« cette faculté de refus doit bien avoir une utilité. il est inconcevable que l’on refuse comme ça tout systèmatiquement sans la moindre raison. »

Quelqu’un essaie de prendre ma défense, mais il s’y prend comme un manche. L’idée qu’il faille des raisons pour tout est stupide. D’ailleurs je crois qu’à un moment je me suis levé, j’ai poussé la porte de la chambre et me suis planté au milieu de la cuisine. Le carrelage sous les pieds était frais et quelqu’un avait mal fermé le robinet de l’évier.

Je les ai regardé, ils étaient tous assis autour de la table de la cuisine. Une bonne partie de la famille. C’est à ce moment là que j’ai ouvert la bouche pour laisser sortir çe qu’elle avait envie de dire.

« Non ! »

L’un après l’autre je les ai regardé dans le blanc de l’oeil et à chaque fois je répètais la même chose

« Non ! « 

Je n’étais pas en colère, je n’éprouvais pas d’émotion, de sensation particulière, j’étais vide comme jamais je n’avais été vide

j’ai ainsi fait le tour complet de la table pour arriver face à mon père

« Non ! « 

et j’ai même pas pu empêcher ce sourire d’arriver sur mon visage.

C’est à ce moment là que ma mère s’est levée et qu’elle a dit « oh mais ça suffit » à elle-même. Puis à moi :

 « Assis, pas bouger, pas penser. « 

La vieille dame à coté d’elle, sa mère, a allumé une disque bleu, la fumée s’est ajoutée à toutes les odeurs de la cuisine, elle pénètrait la couche de peinture, s’infiltrait dans les moellons des murs de la pièce.
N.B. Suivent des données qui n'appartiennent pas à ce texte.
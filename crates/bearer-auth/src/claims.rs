//! Typed view of a token payload.
//!
//! Only the registered claims the validator cares about get typed fields.
//! Everything else, including the configurable roles claim, stays available
//! through [`Claims::get`]. The `sub` field is redacted in Debug output to
//! prevent exposure in logs.

use crate::error::FailureKind;
use serde_json::{Map, Value};
use std::fmt;

/// The `aud` claim: either a single string or a list of strings.
#[derive(Debug, Clone, PartialEq, Eq)]
pub enum Audience {
    Single(String),
    Many(Vec<String>),
}

impl Audience {
    /// Whether `expected` is (one of) the audience value(s).
    #[must_use]
    pub fn contains(&self, expected: &str) -> bool {
        match self {
            Audience::Single(aud) => aud == expected,
            Audience::Many(auds) => auds.iter().any(|aud| aud == expected),
        }
    }
}

/// Claims extracted from a decoded payload.
#[derive(Clone, PartialEq)]
pub struct Claims {
    /// `sub` - redacted in Debug output.
    pub subject: Option<String>,
    /// `exp` (Unix epoch seconds).
    pub expires_at: Option<i64>,
    /// `iat` (Unix epoch seconds).
    pub issued_at: Option<i64>,
    /// `nbf` (Unix epoch seconds).
    pub not_before: Option<i64>,
    /// `iss`.
    pub issuer: Option<String>,
    /// `aud`.
    pub audience: Option<Audience>,
    all: Map<String, Value>,
}

impl fmt::Debug for Claims {
    fn fmt(&self, f: &mut fmt::Formatter<'_>) -> fmt::Result {
        f.debug_struct("Claims")
            .field("subject", &self.subject.as_ref().map(|_| "[REDACTED]"))
            .field("expires_at", &self.expires_at)
            .field("issued_at", &self.issued_at)
            .field("not_before", &self.not_before)
            .field("issuer", &self.issuer)
            .field("audience", &self.audience)
            .field("claim_count", &self.all.len())
            .finish()
    }
}

impl Claims {
    /// Build typed claims from a payload object.
    ///
    /// Time claims must be non-negative integers. Fractional, negative,
    /// out-of-range or non-numeric values make the whole token malformed
    /// rather than merely invalid.
    ///
    /// # Errors
    ///
    /// Returns `FailureKind::MalformedToken` when a recognized claim has the
    /// wrong JSON type.
    pub fn from_payload(payload: Map<String, Value>) -> Result<Self, FailureKind> {
        Ok(Self {
            subject: string_claim(&payload, "sub")?,
            expires_at: time_claim(&payload, "exp")?,
            issued_at: time_claim(&payload, "iat")?,
            not_before: time_claim(&payload, "nbf")?,
            issuer: string_claim(&payload, "iss")?,
            audience: audience_claim(&payload)?,
            all: payload,
        })
    }

    /// Raw access to any claim, recognized or not.
    #[must_use]
    pub fn get(&self, name: &str) -> Option<&Value> {
        self.all.get(name)
    }
}

fn string_claim(payload: &Map<String, Value>, name: &'static str) -> Result<Option<String>, FailureKind> {
    match payload.get(name) {
        None => Ok(None),
        Some(Value::String(value)) => Ok(Some(value.clone())),
        Some(other) => {
            tracing::debug!(target: "bearer.auth.claims", claim = name, kind = json_kind(other), "Claim has wrong type");
            Err(FailureKind::MalformedToken)
        }
    }
}

fn time_claim(payload: &Map<String, Value>, name: &'static str) -> Result<Option<i64>, FailureKind> {
    let Some(value) = payload.get(name) else {
        return Ok(None);
    };

    match value.as_i64() {
        Some(seconds) if seconds >= 0 => Ok(Some(seconds)),
        _ => {
            tracing::debug!(
                target: "bearer.auth.claims",
                claim = name,
                kind = json_kind(value),
                "Time claim is not a non-negative integer"
            );
            Err(FailureKind::MalformedToken)
        }
    }
}

fn audience_claim(payload: &Map<String, Value>) -> Result<Option<Audience>, FailureKind> {
    match payload.get("aud") {
        None => Ok(None),
        Some(Value::String(aud)) => Ok(Some(Audience::Single(aud.clone()))),
        Some(Value::Array(items)) => items
            .iter()
            .map(|item| item.as_str().map(ToString::to_string))
            .collect::<Option<Vec<_>>>()
            .map(|auds| Some(Audience::Many(auds)))
            .ok_or_else(|| {
                tracing::debug!(target: "bearer.auth.claims", "Audience list contains a non-string entry");
                FailureKind::MalformedToken
            }),
        Some(other) => {
            tracing::debug!(target: "bearer.auth.claims", claim = "aud", kind = json_kind(other), "Claim has wrong type");
            Err(FailureKind::MalformedToken)
        }
    }
}

fn json_kind(value: &Value) -> &'static str {
    match value {
        Value::Null => "null",
        Value::Bool(_) => "bool",
        Value::Number(_) => "number",
        Value::String(_) => "string",
        Value::Array(_) => "array",
        Value::Object(_) => "object",
    }
}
Le robinet continuait à couler, ploc ploc ploc, quelqu’un a essayé de péter disçrètement en conservant un visage impassible mais ce fut raté on savait tous qui c’était.

j’ai tiré une chaise libre vers moi, je me suis assis et je me suis immobilisé sans penser à rien. Il ne m’a plus resté bientôt que mon non qui s’amusait avec le ploc ploc du robinet qui coulait.

« Non ! ploc ploc Non ! ploc ploc « 

Peu de temps après tout le monde est parti se coucher. Je me suis levé pour aller resserer le robinet et je l’ai dit moi aussi comme pour ne pas le garder en moi.

 « Assis, pas bouger, pas penser ». ça m’a fait rire. puis j’ai dû retourner dormir.